Oh, and also regardless of your party affiliation, or what you think of McCain, Obama, Palin, or Biden - MAKE SURE YOU VOTE. There's still time to register to vote. Do it.
Without further ado, here is the article:
I want to tell you a story.
A friend of mine recently retired from a job she had for 19 years. It was a good job, a job she enjoyed. Her work ethic was strong and her peers respected her. On the day my friend retired she received an anonymous note in her locker.
That unsigned note told her something unbelievable. It told her that she had received less pay than her male counterparts. Less pay by a lot. My friend was being paid $3,727 a month. Her male counterparts were paid between $4,286 and $5,236 per month, even though they had less seniority. Even though she was doing the exact same job.
My friend filed a lawsuit and you know? On her pay discrimination claim, she won. The jury looked at the evidence and they agreed that my friend had been discriminated against based on her gender.
But a jury's decision is not final. Even though she had won on the facts--won on the very merits of her case--there was a long road ahead.
The company appealed the judgement and the lawsuit went all they way to the United States Supreme Court. And when it got there, the Supreme Court looked at the facts and they had a vote. The four liberal justices agreed that my friend deserved her equal pay. But the five conservative justices said "close, but no cigar." My friend got nothing from the company that discriminated against her for nearly two decades. Nothing.
You see, there is this tricky thing in the law called the statute of limitations. It sets forth the maximum number of days after an event occurs that a person can initiate a lawsuit.
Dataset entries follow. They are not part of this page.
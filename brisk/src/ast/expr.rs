//! Expression AST nodes

use super::FnDef;
use serde::{Deserialize, Serialize};
use std::rc::Rc;

/// Expression
#[derive(Debug, Clone, Serialize, Deserialize)]
pub enum Expr {
    /// `nil`
    Nil,
    /// Integer literal
    Int { val: i64 },
    /// Boolean literal
    Bool { val: bool },
    /// String literal
    Str { val: String },

    /// Variable reference or dotted property path (`x`, `o.f`, `this.a.b`)
    Var { name: String },

    /// Call by name: `f(args)`
    Call { name: String, args: Vec<Expr> },

    /// Method call: `objref.name(args)`
    MethodCall {
        objref: String,
        name: String,
        args: Vec<Expr>,
    },

    /// Binary operation
    Binary {
        op: BinOp,
        op1: Box<Expr>,
        op2: Box<Expr>,
    },

    /// Unary operation
    Unary { op: UnOp, op1: Box<Expr> },

    /// Anonymous function, captures the environment where it is evaluated
    Lambda(Rc<FnDef>),

    /// Fresh empty object (`@`)
    NewObject,
}

/// Binary operator
#[derive(Debug, Clone, Copy, PartialEq, Eq, Serialize, Deserialize)]
pub enum BinOp {
    // Arithmetic
    Add,
    Sub,
    Mul,
    Div,

    // Comparison
    Eq,
    Ne,
    Lt,
    Gt,
    Le,
    Ge,

    // Logical
    And,
    Or,
}

impl BinOp {
    /// `==` and `!=`, defined for every pair of operand types
    pub fn is_equality(self) -> bool {
        matches!(self, BinOp::Eq | BinOp::Ne)
    }

    pub fn is_logical(self) -> bool {
        matches!(self, BinOp::And | BinOp::Or)
    }

    /// Operators that accept Int operands (arithmetic and every comparison)
    pub fn is_numeric(self) -> bool {
        !self.is_logical()
    }
}

impl std::fmt::Display for BinOp {
    fn fmt(&self, f: &mut std::fmt::Formatter<'_>) -> std::fmt::Result {
        match self {
            BinOp::Add => write!(f, "+"),
            BinOp::Sub => write!(f, "-"),
            BinOp::Mul => write!(f, "*"),
            BinOp::Div => write!(f, "/"),
            BinOp::Eq => write!(f, "=="),
            BinOp::Ne => write!(f, "!="),
            BinOp::Lt => write!(f, "<"),
            BinOp::Gt => write!(f, ">"),
            BinOp::Le => write!(f, "<="),
            BinOp::Ge => write!(f, ">="),
            BinOp::And => write!(f, "&&"),
            BinOp::Or => write!(f, "||"),
        }
    }
}

/// Unary operator
#[derive(Debug, Clone, Copy, PartialEq, Eq, Serialize, Deserialize)]
pub enum UnOp {
    /// Negation (-)
    Neg,
    /// Logical not (!)
    Not,
}

impl std::fmt::Display for UnOp {
    fn fmt(&self, f: &mut std::fmt::Formatter<'_>) -> std::fmt::Result {
        match self {
            UnOp::Neg => write!(f, "-"),
            UnOp::Not => write!(f, "!"),
        }
    }
}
My friend only had 180 to call out her company on their shameless pay discrimination. Not 180 days from the day she found out--but 180 days from the time the pay decision was made, way back when she had no idea that she was being discriminated against. The clock started ticking--and, in fact, ran out--years before she even knew that she was worth less to her company because she was a woman.
This is a true story. I've never met Lilly Ledbetter, the woman who was discriminated against by Goodyear Tire Company, but her story speaks to me and I hope it speaks to you, too.
Her story spoke to Congress and they attempted, this year, to pass the Lilly Ledbetter Fair Pay Act. The act would not only protect women, but also people of color, older, and disabled workers from wage discrimination.
In 2008, John McCain said "thanks, but no thanks" to fair pay for women.
Sarah Palin agreed. If she had a vote in a Congress, she, too, would have said "thanks, but no thanks" to equal pay.
They both say that they support fair pay, but how can that be? I suspect they support it in theory, but not in fact, as the facts, in fact, indicate. Who needs facts, anyway, when you can just speak in cliché?
John McCain sets forth two reasons for opposing this bill. First, he says that women need more training and education. And, second, he says that it would open the door to too many lawsuits.
More training? More education? Remember we are talking about women doing equal work "which requires equal skill, effort, and responsibility, and which [is] performed under similar working conditions." (That there would be some actual text from the law.)
"I've got plenty of training," Ledbetter said. "What I don't have is the right to fight for what I deserve."
And too many lawsuits? In America, you can sue because your coffee is too hot or because your dry cleaner lost your pants. I can sue you if you take this story and post it on your blog (which I would not do, so post away). But, our conservative Supreme Court Justices, in a narrow vote, have made it so that you cannot sue if your employer secretly paid you less than your male counterparts for years. Except, well, for 180 days worth of pay--if you find out soon enough.
I must ask--whose interests do McCain and Palin have at heart? Not yours, not mine. It is blatantly clear, that the McPalin tickets supports corporations at the expense of hardworking women across America. It is blatantly clear because we have actually seen what happens when corporations are not held accountable for their discriminatory practices. Nothing. Lilly Ledbetter got nothing. Goodyear got away with 19 years of paying Lilly a discriminatory wage.
And McCain and Palin are okay with that.
To John McCain and Sarah Palin, I say, "thanks, but no thanks."